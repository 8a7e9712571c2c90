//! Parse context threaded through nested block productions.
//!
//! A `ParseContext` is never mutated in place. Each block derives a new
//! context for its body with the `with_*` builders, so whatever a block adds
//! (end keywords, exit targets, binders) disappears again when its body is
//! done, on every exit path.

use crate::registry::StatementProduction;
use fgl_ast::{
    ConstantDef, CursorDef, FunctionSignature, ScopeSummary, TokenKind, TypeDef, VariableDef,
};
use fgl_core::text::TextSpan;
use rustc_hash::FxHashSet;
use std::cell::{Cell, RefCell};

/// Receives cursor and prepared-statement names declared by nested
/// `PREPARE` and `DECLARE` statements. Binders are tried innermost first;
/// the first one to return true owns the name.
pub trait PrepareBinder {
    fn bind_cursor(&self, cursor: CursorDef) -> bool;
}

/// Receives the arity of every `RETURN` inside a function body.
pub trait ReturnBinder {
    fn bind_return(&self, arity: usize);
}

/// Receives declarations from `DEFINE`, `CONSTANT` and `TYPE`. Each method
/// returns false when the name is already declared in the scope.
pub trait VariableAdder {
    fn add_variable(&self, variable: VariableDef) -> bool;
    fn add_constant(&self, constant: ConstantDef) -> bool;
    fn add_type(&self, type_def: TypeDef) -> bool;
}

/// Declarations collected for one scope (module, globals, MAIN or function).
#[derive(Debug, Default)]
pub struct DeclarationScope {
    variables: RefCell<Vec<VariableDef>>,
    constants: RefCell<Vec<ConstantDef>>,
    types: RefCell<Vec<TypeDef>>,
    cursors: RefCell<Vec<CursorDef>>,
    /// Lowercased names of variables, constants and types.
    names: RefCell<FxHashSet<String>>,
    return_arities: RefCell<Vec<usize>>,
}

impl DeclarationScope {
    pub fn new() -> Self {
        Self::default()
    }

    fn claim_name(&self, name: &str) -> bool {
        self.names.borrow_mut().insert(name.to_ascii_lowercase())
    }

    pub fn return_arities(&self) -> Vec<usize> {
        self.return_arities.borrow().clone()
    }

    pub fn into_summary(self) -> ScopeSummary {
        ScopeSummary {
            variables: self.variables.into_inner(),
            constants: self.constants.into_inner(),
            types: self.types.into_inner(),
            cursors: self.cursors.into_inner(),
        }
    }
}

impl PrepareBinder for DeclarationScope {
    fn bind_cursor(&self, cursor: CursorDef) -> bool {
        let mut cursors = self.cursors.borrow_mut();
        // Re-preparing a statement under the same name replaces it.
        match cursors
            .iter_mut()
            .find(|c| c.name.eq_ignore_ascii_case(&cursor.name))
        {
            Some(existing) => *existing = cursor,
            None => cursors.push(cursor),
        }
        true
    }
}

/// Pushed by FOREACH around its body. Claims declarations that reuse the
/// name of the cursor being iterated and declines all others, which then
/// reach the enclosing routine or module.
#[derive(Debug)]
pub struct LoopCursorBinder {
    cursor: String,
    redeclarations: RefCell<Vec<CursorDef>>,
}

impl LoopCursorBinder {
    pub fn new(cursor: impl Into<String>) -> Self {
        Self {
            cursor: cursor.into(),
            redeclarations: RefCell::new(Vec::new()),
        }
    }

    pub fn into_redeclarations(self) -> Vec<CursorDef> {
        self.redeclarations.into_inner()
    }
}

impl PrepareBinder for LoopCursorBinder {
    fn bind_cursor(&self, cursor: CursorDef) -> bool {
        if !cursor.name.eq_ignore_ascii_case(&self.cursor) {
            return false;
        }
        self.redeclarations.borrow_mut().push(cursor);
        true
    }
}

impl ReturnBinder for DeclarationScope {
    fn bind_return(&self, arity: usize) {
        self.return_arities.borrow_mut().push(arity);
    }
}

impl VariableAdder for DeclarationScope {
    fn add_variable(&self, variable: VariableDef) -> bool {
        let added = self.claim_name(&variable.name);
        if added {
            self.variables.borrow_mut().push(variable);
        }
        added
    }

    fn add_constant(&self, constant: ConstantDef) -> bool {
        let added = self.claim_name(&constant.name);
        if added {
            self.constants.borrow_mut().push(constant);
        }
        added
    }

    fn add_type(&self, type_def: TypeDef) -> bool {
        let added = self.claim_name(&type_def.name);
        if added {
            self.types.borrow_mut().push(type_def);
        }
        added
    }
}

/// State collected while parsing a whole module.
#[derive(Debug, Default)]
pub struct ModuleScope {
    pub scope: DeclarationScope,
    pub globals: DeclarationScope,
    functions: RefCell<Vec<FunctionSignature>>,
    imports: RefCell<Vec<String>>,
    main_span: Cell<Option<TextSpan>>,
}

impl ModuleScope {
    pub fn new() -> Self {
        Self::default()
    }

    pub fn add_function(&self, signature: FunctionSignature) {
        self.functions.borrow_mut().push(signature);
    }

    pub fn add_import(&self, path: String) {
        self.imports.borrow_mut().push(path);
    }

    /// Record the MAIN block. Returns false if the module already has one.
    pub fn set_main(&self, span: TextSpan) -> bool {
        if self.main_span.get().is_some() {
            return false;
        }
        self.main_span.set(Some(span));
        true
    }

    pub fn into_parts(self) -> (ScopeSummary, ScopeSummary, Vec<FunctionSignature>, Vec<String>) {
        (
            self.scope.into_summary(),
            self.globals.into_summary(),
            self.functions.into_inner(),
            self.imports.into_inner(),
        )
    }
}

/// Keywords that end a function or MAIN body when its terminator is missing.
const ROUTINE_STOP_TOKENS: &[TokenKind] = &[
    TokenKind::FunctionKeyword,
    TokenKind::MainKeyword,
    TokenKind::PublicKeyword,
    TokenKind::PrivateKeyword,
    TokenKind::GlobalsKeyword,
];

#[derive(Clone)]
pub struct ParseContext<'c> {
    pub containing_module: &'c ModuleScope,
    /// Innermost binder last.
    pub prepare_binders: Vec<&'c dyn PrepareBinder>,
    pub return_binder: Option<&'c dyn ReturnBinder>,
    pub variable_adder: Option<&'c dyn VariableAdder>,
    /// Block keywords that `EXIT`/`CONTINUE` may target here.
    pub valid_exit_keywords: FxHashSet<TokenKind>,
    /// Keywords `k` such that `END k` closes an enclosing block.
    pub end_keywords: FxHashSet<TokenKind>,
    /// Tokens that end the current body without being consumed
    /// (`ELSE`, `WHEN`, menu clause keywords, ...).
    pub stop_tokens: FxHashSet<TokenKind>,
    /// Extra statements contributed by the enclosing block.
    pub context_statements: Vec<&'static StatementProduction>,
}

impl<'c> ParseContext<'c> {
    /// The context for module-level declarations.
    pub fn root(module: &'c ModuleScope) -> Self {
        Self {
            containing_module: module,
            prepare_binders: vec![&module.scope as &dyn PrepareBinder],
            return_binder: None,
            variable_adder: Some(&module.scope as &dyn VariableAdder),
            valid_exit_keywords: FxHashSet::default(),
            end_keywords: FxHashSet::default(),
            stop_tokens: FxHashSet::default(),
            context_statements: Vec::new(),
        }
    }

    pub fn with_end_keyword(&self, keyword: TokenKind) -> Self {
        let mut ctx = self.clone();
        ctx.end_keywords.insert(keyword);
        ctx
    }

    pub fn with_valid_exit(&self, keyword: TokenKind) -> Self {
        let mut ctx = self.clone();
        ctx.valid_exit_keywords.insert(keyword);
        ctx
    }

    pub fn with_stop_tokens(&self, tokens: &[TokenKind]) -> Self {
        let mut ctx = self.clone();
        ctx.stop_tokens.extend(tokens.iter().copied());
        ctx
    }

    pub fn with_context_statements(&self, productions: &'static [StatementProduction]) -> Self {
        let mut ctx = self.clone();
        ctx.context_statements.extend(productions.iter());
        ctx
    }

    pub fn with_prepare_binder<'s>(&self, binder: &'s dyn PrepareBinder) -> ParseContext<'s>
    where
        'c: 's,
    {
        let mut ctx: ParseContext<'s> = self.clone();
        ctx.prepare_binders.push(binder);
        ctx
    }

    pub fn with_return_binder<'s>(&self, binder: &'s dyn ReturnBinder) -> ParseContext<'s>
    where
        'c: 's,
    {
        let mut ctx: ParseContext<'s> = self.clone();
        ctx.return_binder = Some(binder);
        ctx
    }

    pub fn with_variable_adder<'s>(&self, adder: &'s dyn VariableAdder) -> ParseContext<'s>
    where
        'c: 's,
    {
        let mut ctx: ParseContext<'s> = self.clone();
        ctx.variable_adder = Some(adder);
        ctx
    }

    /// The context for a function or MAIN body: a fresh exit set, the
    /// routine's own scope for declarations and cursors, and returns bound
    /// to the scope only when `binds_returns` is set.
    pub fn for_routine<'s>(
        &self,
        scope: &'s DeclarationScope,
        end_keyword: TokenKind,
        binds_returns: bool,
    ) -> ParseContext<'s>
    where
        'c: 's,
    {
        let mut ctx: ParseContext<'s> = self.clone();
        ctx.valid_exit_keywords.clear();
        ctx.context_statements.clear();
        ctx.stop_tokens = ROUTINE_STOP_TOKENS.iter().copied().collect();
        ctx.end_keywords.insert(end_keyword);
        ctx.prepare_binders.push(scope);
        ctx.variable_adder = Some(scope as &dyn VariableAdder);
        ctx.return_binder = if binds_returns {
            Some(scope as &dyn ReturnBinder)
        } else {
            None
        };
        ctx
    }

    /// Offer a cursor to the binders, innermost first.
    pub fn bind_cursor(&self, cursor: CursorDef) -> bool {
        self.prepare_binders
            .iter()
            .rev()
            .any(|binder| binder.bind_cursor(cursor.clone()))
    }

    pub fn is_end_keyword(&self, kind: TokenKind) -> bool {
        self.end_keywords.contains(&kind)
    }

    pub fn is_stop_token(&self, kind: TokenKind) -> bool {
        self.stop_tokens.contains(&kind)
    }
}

──────

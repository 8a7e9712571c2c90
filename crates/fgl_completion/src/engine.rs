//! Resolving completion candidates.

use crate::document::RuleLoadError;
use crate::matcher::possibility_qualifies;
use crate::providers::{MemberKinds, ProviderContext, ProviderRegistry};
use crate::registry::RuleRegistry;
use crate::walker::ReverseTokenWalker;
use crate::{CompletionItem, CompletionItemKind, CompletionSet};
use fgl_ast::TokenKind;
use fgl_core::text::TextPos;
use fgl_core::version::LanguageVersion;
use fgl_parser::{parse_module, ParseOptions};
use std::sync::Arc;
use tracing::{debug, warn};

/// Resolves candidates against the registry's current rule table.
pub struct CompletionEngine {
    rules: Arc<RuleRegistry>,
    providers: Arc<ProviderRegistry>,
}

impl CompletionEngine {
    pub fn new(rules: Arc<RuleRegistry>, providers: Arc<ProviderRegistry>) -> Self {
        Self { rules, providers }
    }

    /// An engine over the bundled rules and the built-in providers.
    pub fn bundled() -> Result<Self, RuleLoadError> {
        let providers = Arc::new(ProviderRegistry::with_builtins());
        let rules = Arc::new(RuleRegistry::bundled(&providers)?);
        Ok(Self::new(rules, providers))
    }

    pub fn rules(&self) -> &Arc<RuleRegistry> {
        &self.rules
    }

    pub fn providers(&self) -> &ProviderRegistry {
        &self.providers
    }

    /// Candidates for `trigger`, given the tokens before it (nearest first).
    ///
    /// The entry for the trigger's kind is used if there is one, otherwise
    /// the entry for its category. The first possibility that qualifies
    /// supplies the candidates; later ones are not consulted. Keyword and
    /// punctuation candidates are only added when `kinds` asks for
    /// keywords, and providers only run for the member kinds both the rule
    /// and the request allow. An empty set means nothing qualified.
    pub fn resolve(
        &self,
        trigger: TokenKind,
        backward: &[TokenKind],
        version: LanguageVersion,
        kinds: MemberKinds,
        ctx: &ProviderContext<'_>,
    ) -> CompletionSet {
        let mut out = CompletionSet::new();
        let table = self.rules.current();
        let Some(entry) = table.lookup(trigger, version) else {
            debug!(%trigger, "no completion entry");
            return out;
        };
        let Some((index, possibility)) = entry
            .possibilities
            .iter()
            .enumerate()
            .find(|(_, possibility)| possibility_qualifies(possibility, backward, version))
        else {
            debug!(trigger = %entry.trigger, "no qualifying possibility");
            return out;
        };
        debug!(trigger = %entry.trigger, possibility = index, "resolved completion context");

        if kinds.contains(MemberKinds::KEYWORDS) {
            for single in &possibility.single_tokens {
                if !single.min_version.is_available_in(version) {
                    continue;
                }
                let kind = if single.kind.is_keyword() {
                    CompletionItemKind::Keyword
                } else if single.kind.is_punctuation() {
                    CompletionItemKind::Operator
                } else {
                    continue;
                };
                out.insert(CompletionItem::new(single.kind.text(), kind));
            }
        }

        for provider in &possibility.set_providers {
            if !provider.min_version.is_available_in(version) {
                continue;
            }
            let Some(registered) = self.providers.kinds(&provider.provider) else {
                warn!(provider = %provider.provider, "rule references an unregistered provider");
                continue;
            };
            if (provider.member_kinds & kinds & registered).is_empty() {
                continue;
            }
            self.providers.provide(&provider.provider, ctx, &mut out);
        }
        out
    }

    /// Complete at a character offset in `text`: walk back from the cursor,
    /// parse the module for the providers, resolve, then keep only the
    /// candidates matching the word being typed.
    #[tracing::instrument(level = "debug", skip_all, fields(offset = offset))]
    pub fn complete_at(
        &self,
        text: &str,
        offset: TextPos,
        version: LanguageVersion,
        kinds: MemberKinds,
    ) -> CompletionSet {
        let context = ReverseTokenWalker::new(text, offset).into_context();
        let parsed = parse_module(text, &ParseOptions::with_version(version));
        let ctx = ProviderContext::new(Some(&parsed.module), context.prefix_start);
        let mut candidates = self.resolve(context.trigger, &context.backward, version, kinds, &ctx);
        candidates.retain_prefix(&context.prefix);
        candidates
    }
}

──────

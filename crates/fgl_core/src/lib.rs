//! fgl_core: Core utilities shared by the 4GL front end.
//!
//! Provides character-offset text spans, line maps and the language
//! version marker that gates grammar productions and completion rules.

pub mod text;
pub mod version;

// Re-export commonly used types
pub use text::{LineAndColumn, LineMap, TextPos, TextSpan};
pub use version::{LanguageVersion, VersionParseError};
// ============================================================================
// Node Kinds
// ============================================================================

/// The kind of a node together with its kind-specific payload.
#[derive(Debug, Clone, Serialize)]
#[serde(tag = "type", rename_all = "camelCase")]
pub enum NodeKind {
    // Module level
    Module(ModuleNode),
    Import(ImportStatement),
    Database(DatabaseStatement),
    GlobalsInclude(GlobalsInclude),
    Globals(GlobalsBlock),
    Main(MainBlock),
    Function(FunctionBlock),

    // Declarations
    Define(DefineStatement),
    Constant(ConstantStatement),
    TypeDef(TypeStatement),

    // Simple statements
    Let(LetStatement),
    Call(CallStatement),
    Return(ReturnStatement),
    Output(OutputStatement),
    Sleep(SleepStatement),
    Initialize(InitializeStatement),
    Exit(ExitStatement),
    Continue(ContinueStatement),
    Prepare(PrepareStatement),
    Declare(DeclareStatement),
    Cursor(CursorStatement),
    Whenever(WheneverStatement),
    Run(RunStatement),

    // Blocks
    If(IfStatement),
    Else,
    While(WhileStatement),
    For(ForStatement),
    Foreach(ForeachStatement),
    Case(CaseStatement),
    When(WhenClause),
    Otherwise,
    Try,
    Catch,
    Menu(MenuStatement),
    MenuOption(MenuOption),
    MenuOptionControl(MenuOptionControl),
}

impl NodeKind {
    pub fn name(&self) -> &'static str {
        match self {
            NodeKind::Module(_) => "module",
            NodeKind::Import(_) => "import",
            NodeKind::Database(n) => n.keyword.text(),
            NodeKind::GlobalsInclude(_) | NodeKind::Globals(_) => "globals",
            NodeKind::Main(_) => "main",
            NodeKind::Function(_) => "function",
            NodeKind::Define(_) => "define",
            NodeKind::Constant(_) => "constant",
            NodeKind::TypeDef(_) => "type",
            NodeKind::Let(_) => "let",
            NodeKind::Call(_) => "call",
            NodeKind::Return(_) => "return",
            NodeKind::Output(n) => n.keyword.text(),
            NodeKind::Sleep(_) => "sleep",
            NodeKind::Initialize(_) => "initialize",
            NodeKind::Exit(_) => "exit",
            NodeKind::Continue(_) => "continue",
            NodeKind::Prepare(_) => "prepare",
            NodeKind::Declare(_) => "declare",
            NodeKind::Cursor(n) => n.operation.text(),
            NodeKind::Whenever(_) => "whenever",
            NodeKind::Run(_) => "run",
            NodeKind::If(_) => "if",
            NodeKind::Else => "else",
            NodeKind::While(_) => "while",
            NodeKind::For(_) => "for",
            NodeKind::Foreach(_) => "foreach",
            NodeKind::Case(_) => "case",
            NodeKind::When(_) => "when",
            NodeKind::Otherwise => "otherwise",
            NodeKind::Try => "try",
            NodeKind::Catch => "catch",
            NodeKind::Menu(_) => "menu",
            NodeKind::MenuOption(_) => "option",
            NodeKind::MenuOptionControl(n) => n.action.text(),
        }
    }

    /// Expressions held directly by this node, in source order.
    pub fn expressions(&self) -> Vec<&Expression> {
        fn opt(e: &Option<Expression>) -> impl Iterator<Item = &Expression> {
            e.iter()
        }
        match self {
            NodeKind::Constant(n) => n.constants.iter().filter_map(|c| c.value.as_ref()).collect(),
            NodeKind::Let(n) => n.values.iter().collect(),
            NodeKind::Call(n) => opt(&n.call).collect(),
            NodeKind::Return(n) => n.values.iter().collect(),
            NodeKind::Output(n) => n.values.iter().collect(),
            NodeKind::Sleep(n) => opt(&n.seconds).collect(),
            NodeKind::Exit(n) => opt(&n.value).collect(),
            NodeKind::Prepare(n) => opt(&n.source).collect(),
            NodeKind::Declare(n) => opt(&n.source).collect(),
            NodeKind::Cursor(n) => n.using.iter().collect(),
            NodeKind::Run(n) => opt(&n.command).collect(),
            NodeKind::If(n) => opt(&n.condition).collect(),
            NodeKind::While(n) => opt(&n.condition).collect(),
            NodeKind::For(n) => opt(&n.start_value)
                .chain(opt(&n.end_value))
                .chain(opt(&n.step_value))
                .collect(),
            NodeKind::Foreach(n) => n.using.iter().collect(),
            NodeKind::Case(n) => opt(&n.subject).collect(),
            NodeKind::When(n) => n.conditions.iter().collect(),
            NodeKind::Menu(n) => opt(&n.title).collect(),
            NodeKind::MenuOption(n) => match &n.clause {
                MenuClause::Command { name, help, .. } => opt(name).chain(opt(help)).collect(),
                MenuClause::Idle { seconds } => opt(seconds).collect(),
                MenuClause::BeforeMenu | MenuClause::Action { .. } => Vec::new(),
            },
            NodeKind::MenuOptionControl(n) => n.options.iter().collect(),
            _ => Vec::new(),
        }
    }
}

──────

> WORK TO BE COMPLETED:
In the records above, the line with "the built-in providers." marks the start and the line with "pub fn providers(&self)" marks the end; copy that stretch exactly, both lines included, and nothing else.

> RESULT OF THIS EXERCISE:
    /// An engine over the bundled rules and the built-in providers.
    pub fn bundled() -> Result<Self, RuleLoadError> {
        let providers = Arc::new(ProviderRegistry::with_builtins());
        let rules = Arc::new(RuleRegistry::bundled(&providers)?);
        Ok(Self::new(rules, providers))
    }

    pub fn rules(&self) -> &Arc<RuleRegistry> {
        &self.rules
    }

    pub fn providers(&self) -> &ProviderRegistry {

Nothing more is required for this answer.